▶ Directions for this task: Go over the entries and report the lines where the word "Trainer" occurs.

▶ Exercise data:
[Start of Attachment]

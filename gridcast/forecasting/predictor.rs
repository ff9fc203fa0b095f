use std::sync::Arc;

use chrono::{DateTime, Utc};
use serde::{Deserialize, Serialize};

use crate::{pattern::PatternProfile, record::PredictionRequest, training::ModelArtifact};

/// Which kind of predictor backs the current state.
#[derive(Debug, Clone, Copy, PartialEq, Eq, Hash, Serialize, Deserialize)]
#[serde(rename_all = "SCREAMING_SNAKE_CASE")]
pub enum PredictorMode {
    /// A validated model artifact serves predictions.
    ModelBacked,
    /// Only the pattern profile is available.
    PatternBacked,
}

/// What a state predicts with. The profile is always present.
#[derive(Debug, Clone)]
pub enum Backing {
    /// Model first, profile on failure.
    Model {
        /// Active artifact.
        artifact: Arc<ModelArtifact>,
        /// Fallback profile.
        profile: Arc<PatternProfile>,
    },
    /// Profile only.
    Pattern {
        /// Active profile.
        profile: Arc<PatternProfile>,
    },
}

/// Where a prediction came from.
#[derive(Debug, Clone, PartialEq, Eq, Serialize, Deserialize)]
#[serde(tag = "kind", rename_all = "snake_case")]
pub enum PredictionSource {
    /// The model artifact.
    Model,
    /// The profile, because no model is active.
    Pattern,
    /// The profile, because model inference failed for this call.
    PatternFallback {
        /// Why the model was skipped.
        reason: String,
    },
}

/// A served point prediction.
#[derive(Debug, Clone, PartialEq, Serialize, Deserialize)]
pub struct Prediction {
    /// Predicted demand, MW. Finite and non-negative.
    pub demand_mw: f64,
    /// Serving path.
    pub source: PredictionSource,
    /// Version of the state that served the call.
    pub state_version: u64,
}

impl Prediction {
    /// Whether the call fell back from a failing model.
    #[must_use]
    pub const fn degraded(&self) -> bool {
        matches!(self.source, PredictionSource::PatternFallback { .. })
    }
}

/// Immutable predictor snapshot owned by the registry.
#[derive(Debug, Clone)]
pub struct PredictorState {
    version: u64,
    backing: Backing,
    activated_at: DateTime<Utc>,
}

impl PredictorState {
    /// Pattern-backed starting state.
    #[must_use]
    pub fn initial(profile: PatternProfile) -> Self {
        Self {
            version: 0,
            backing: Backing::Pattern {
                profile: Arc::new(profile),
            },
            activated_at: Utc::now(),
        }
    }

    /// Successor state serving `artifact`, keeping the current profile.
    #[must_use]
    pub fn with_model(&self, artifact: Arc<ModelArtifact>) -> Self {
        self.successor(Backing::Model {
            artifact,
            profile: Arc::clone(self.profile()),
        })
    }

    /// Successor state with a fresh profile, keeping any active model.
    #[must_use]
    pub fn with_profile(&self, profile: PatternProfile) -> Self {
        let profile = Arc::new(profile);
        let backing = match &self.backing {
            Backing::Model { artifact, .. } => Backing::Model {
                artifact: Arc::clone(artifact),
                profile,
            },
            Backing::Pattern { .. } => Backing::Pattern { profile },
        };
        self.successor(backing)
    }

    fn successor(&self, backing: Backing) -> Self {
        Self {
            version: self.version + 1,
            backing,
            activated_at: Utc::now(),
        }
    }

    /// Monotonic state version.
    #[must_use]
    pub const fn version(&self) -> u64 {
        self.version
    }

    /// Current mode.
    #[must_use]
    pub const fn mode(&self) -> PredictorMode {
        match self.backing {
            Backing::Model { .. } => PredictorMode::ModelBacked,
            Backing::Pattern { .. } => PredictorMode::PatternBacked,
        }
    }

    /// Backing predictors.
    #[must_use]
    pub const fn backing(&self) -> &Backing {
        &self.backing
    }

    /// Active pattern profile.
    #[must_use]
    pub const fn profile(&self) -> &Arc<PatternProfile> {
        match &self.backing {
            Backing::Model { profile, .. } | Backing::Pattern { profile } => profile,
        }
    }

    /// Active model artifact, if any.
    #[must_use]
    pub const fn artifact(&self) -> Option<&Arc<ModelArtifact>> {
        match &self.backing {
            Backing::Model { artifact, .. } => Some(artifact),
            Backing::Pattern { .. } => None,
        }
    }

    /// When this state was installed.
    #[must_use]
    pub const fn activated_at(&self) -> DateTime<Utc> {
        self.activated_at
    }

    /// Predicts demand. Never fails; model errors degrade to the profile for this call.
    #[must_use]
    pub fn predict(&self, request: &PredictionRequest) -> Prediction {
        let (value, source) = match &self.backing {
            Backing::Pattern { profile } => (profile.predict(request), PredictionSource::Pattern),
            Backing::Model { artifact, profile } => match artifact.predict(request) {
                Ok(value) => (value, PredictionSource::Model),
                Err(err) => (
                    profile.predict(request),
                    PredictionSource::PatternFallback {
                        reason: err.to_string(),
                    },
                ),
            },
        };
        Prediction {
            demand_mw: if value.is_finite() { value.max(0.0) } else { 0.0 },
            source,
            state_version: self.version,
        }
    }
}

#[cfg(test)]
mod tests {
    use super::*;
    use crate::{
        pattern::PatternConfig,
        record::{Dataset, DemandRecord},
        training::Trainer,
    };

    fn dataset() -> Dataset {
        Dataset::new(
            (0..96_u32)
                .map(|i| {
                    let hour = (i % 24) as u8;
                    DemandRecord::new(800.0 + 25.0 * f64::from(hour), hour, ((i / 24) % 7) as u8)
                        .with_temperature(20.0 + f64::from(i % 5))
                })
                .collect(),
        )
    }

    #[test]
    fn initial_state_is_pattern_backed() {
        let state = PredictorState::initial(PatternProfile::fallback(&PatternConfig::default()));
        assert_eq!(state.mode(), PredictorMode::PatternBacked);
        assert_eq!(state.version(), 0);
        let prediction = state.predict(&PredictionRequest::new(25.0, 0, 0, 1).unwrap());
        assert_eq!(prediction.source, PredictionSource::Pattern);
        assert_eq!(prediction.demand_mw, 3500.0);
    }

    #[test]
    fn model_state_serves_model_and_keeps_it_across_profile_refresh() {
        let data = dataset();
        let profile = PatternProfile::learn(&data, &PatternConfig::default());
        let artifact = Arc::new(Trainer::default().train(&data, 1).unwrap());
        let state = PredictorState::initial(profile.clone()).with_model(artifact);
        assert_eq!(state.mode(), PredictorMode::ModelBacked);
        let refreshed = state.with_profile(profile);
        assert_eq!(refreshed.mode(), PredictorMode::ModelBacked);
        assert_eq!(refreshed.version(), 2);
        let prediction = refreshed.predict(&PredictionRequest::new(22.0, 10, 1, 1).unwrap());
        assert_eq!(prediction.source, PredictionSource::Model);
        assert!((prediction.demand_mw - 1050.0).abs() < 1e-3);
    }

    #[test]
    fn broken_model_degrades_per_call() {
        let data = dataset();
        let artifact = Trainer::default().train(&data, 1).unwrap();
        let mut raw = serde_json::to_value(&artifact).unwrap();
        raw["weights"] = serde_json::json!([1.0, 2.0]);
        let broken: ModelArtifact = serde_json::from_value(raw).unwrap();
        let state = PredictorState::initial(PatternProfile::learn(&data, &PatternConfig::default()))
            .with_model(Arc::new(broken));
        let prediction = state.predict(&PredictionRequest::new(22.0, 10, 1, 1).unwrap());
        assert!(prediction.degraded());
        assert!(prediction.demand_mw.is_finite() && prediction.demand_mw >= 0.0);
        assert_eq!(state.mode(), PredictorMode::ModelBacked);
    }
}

[End of Attachment]

▶ Finished task:
        training::Trainer,
        let artifact = Arc::new(Trainer::default().train(&data, 1).unwrap());
        let artifact = Trainer::default().train(&data, 1).unwrap();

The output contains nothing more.